■ DATA EXCERPTS:
· · · · · · ·

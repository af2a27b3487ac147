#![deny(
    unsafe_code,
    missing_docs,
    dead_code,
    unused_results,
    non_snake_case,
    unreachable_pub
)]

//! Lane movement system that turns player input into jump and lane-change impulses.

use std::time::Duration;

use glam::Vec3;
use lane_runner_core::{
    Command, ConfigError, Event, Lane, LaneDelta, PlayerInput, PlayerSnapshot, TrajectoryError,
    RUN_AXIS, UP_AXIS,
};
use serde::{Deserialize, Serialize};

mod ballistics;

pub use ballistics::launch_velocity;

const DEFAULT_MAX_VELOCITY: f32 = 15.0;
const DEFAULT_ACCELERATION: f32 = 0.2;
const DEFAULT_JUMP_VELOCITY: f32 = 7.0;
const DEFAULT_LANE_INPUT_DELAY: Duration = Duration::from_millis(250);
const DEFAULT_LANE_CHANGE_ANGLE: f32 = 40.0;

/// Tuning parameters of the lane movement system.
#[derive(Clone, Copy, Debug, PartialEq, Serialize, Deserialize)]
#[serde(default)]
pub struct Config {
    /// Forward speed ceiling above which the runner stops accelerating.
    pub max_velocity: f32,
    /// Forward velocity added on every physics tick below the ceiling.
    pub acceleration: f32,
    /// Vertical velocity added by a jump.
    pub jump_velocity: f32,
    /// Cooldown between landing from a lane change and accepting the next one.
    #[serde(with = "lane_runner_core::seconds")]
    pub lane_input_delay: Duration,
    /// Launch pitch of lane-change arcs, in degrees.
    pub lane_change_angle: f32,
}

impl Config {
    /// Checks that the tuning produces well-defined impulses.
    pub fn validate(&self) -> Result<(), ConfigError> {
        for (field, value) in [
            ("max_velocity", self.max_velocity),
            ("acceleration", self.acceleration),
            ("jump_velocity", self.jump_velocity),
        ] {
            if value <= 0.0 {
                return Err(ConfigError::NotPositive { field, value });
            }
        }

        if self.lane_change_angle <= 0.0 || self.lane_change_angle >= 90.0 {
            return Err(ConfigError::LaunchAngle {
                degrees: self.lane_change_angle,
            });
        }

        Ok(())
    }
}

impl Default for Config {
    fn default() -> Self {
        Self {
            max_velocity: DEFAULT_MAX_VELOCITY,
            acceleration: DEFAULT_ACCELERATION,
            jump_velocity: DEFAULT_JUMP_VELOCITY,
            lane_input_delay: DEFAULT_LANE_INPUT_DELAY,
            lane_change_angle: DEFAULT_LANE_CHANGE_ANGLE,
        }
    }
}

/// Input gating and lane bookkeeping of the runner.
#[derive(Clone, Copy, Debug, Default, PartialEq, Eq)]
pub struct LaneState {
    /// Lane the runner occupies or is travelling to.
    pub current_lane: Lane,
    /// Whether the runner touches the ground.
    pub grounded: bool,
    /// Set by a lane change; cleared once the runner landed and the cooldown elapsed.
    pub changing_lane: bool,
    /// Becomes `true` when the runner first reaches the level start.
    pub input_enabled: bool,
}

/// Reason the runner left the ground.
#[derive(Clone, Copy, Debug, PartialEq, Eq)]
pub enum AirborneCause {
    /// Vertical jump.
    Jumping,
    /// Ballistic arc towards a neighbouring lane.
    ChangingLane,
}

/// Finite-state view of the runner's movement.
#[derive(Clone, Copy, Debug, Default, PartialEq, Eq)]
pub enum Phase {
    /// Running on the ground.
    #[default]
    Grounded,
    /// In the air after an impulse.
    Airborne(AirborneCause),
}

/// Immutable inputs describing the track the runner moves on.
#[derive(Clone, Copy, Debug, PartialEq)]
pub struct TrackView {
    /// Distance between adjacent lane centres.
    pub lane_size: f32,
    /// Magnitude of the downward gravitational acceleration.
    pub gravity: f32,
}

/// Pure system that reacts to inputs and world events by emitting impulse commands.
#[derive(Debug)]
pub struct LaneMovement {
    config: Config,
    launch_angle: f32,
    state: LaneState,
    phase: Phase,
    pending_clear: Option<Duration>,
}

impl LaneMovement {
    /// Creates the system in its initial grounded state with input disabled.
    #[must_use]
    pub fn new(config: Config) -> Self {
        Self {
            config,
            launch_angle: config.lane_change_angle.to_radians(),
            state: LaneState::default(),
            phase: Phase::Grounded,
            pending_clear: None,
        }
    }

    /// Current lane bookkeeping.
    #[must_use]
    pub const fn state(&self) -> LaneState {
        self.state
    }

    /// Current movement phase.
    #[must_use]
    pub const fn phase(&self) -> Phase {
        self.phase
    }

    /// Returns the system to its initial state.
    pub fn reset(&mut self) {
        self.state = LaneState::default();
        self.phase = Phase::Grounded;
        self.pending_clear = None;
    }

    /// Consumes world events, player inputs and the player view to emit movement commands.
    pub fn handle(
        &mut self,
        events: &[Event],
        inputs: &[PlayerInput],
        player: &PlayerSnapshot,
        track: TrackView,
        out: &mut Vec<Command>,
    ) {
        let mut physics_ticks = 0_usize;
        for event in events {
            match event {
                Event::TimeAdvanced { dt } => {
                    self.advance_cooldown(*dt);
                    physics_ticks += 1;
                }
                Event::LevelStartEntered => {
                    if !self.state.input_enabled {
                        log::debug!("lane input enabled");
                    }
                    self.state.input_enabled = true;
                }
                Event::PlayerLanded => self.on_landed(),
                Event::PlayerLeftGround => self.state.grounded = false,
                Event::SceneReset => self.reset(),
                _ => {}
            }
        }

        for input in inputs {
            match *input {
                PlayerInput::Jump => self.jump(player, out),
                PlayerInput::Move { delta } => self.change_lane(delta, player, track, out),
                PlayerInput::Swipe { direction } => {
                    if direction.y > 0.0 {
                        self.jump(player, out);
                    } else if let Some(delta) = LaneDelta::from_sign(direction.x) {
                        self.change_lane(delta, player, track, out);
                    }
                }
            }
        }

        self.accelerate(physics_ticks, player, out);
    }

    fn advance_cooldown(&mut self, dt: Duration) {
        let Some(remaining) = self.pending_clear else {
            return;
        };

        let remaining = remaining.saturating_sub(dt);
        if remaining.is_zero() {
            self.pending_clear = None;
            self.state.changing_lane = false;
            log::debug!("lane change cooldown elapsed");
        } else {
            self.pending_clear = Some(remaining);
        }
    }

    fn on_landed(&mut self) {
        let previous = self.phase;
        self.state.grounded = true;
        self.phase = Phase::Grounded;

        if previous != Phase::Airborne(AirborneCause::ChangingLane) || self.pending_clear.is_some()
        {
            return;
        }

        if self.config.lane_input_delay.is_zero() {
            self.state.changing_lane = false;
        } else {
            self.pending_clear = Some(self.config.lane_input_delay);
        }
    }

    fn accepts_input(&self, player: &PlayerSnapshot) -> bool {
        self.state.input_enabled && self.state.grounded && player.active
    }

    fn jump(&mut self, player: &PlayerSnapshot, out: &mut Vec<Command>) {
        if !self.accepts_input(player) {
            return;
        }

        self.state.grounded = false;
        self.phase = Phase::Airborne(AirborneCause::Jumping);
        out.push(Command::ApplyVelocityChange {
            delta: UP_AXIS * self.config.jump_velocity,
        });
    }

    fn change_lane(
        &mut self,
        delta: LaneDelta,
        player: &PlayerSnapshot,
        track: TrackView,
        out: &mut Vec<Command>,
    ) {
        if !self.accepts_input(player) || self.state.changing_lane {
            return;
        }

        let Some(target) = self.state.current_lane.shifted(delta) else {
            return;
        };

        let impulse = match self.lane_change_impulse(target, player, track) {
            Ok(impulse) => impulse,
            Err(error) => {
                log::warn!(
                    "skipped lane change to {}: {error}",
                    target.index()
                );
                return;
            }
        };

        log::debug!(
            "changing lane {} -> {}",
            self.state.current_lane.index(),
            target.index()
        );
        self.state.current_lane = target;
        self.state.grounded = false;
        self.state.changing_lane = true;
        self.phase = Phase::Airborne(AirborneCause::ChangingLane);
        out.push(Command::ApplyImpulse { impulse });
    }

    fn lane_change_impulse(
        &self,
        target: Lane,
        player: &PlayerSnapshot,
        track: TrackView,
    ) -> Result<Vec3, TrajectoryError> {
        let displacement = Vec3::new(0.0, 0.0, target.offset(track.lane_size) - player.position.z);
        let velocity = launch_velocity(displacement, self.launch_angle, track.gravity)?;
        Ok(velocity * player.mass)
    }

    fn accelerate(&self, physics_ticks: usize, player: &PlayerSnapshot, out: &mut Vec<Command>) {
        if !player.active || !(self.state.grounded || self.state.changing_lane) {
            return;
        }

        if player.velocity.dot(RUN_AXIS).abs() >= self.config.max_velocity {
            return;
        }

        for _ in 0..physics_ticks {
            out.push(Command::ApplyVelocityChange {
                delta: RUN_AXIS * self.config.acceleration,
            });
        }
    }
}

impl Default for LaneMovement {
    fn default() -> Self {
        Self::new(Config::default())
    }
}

· · · · · · ·

■ PROMPT:
Report every line in the data above in which the word "Duration" appears.

■ OUTPUT FOR THIS EXERCISE:
use std::time::Duration;
const DEFAULT_LANE_INPUT_DELAY: Duration = Duration::from_millis(250);
    pub lane_input_delay: Duration,
    pending_clear: Option<Duration>,
    fn advance_cooldown(&mut self, dt: Duration) {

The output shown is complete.